Abstract BACKGROUND: Asthma is a chronic inflammatory disorder of the airways. Recently, IL-22 has been shown to mediate unclear anti-inflammatory effects in mouse models of lung inflammations. OBJECTIVE: To investigate the anti-inflammatory role of IL-22 in human asthma. METHODS: T cells derived from lung biopsies of asthmatic patients were characterized by flow cytometry. Human bronchial epithelial cells were stimulated with IL-22, IFNg or the combination of both cytokines, and their effects were investigated by whole genome analysis, ELISA and flow cytometry.
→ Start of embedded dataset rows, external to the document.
//! Integration test: supervised run loop over simulated hardware.

use std::path::Path;
use std::sync::Arc;
use std::sync::atomic::{AtomicBool, Ordering};
use std::time::Duration;

use inc_app::{AppError, Outputs, RunOptions, build_cycle, run_supervised, simulated_sensors};
use inc_controls::{SharedActuator, SimulatedOutput};
use inc_core::ManualClock;
use inc_project::IncubatorConfig;

fn config() -> IncubatorConfig {
    let path = Path::new(env!("CARGO_MANIFEST_DIR")).join("../../config/incubator.yaml");
    inc_project::load_yaml(&path).unwrap()
}

struct Rig {
    config: IncubatorConfig,
    outputs: Outputs,
    heater: Arc<SimulatedOutput>,
    o2_valve: Arc<SimulatedOutput>,
    all: Vec<Arc<SimulatedOutput>>,
}

fn rig() -> Rig {
    let config = config();
    let all: Vec<_> = config
        .all_pins()
        .iter()
        .map(|pin| SimulatedOutput::shared(format!("out-{pin}")))
        .collect();
    let n = config.gpio.heaters.len();
    let outputs = Outputs {
        heaters: all[..n].iter().map(|o| o.clone() as SharedActuator).collect(),
        o2: all[n].clone(),
        co2: all[n + 1].clone(),
    };
    Rig {
        heater: all[0].clone(),
        o2_valve: all[n].clone(),
        config,
        outputs,
        all,
    }
}

fn fast(max_ticks: Option<u64>) -> RunOptions {
    RunOptions {
        read_interval: Duration::ZERO,
        restart_backoff: Duration::ZERO,
        max_ticks,
    }
}

#[test]
fn options_follow_config() {
    let options = RunOptions::from_config(&config()).unwrap();
    assert_eq!(options.read_interval, Duration::from_millis(500));
    assert_eq!(options.restart_backoff, Duration::from_secs(5));
    assert_eq!(options.max_ticks, None);
}

#[test]
fn runs_requested_ticks_then_turns_everything_off() {
    let rig = rig();
    let stop = rig.outputs.emergency_stop();
    let shutdown = AtomicBool::new(false);
    let mut seen = Vec::new();

    let summary = run_supervised(
        || {
            let clock = ManualClock::new(0.0);
            let sensors = simulated_sensors(clock.clone())?;
            build_cycle(&rig.config, &rig.outputs, sensors, Box::new(clock))
        },
        &stop,
        &fast(Some(4)),
        &shutdown,
        |snap| seen.push(snap.clone()),
    );

    assert_eq!(summary.ticks, 4);
    assert_eq!(summary.restarts, 0);
    assert_eq!(seen.len(), 4);
    // Simulated O2 starts at 20%: continuous purge holds CO2 off
    assert!(seen.iter().all(|s| s.o2_valve_open && !s.co2_valve_open));
    assert!(rig.all.iter().all(|o| !o.is_on()));
}

#[test]
fn actuator_fault_restarts_with_fresh_cycle() {
    let rig = rig();
    let stop = rig.outputs.emergency_stop();
    let shutdown = AtomicBool::new(false);
    let mut builds = 0;

    let summary = run_supervised(
        || {
            builds += 1;
            // First attempt runs into a dead heater relay
            rig.heater.fail_writes(builds == 1);
            let clock = ManualClock::new(0.0);
            let sensors = simulated_sensors(clock.clone())?;
            build_cycle(&rig.config, &rig.outputs, sensors, Box::new(clock))
        },
        &stop,
        &fast(Some(3)),
        &shutdown,
        |_| {},
    );

    assert_eq!(builds, 2);
    assert_eq!(summary.restarts, 1);
    assert_eq!(summary.ticks, 3);
    assert!(summary.last_error.unwrap().contains("out-5"));
    assert!(rig.all.iter().all(|o| !o.is_on()));
}

#[test]
fn build_failure_is_retried() {
    let rig = rig();
    let stop = rig.outputs.emergency_stop();
    let shutdown = AtomicBool::new(false);
    let mut builds = 0;

    let summary = run_supervised(
        || {
            builds += 1;
            if builds < 3 {
                return Err(AppError::Sensor("port busy".to_string()));
            }
            let clock = ManualClock::new(0.0);
            let sensors = simulated_sensors(clock.clone())?;
            build_cycle(&rig.config, &rig.outputs, sensors, Box::new(clock))
        },
        &stop,
        &fast(Some(1)),
        &shutdown,
        |_| {},
    );

    assert_eq!(summary.restarts, 2);
    assert_eq!(summary.ticks, 1);
}

#[test]
fn shutdown_flag_ends_the_run() {
    let rig = rig();
    let stop = rig.outputs.emergency_stop();
    let shutdown = AtomicBool::new(false);
    let mut ticks = 0;

    let summary = run_supervised(
        || {
            let clock = ManualClock::new(0.0);
            let sensors = simulated_sensors(clock.clone())?;
            build_cycle(&rig.config, &rig.outputs, sensors, Box::new(clock))
        },
        &stop,
        &fast(None),
        &shutdown,
        |_| {
            ticks += 1;
            if ticks == 2 {
                shutdown.store(true, Ordering::SeqCst);
            }
        },
    );

    assert_eq!(summary.ticks, 2);
    assert!(!rig.o2_valve.is_on());
}

#[test]
fn panic_in_cycle_forces_outputs_off_and_restarts() {
    let rig = rig();
    let stop = rig.outputs.emergency_stop();
    let shutdown = AtomicBool::new(false);
    let mut builds = 0;
    let mut snapshots = 0;

    let summary = run_supervised(
        || {
            builds += 1;
            if builds == 2 {
                // Everything was forced off before the rebuild
                assert!(rig.all.iter().all(|o| !o.is_on()));
            }
            let clock = ManualClock::new(0.0);
            let sensors = simulated_sensors(clock.clone())?;
            build_cycle(&rig.config, &rig.outputs, sensors, Box::new(clock))
        },
        &stop,
        &fast(Some(3)),
        &shutdown,
        |_| {
            snapshots += 1;
            if snapshots == 1 {
                // Cold chamber and high O2: heater and purge valve are on
                assert!(rig.heater.is_on() && rig.o2_valve.is_on());
                panic!("display driver crashed");
            }
        },
    );

    assert_eq!(builds, 2);
    assert_eq!(summary.restarts, 1);
    assert_eq!(summary.ticks, 3);
    assert!(summary.last_error.unwrap().contains("display driver crashed"));
    assert!(rig.all.iter().all(|o| !o.is_on()));
}

#[test]
fn unrepresentable_read_interval_does_not_overflow() {
    let rig = rig();
    let stop = rig.outputs.emergency_stop();
    let shutdown = AtomicBool::new(false);
    let options = RunOptions {
        read_interval: Duration::MAX,
        restart_backoff: Duration::ZERO,
        max_ticks: None,
    };

    let summary = run_supervised(
        || {
            let clock = ManualClock::new(0.0);
            let sensors = simulated_sensors(clock.clone())?;
            build_cycle(&rig.config, &rig.outputs, sensors, Box::new(clock))
        },
        &stop,
        &options,
        &shutdown,
        |_| shutdown.store(true, Ordering::SeqCst),
    );

    assert_eq!(summary.ticks, 1);
    assert_eq!(summary.restarts, 0);
    assert!(rig.all.iter().all(|o| !o.is_on()));
}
The functional consequence of cytokine effects was evaluated by in vitro wound repair and T cell mediated cytotoxicity experiments. In vivo cytokine expression was measured by luminex in bronchioalveolar lavage fluids (BAL) of asthmatic patients. RESULTS: Th22 produce IL-22 during asthma. IFNg and IL-22 induced antagonistic responses on epithelial cells. IFNg antagonized IL-22 mediated wound closure while IL-22 impaired the expression of IFNg induced molecules such as MHC-I, MHC-II, CD54/ICAM-1, CCL5/RANTES, CXCL10/IP-10 and the CD8-mediated epithelial cell damage. Consistently, the IL22/IFNg ratio inversely correlated with the expression of CCL5/RANTES and CXCL10/IP-10 in BAL fluids of asthmatic patients. CONCLUSIONS: IL-22 is the first cytokine that act as anti-inflammatory by inhibiting IFNg pro-inflammatory effects on epithelial cells. IL-22 might be used to control the extent of IFNg mediated lung inflammation.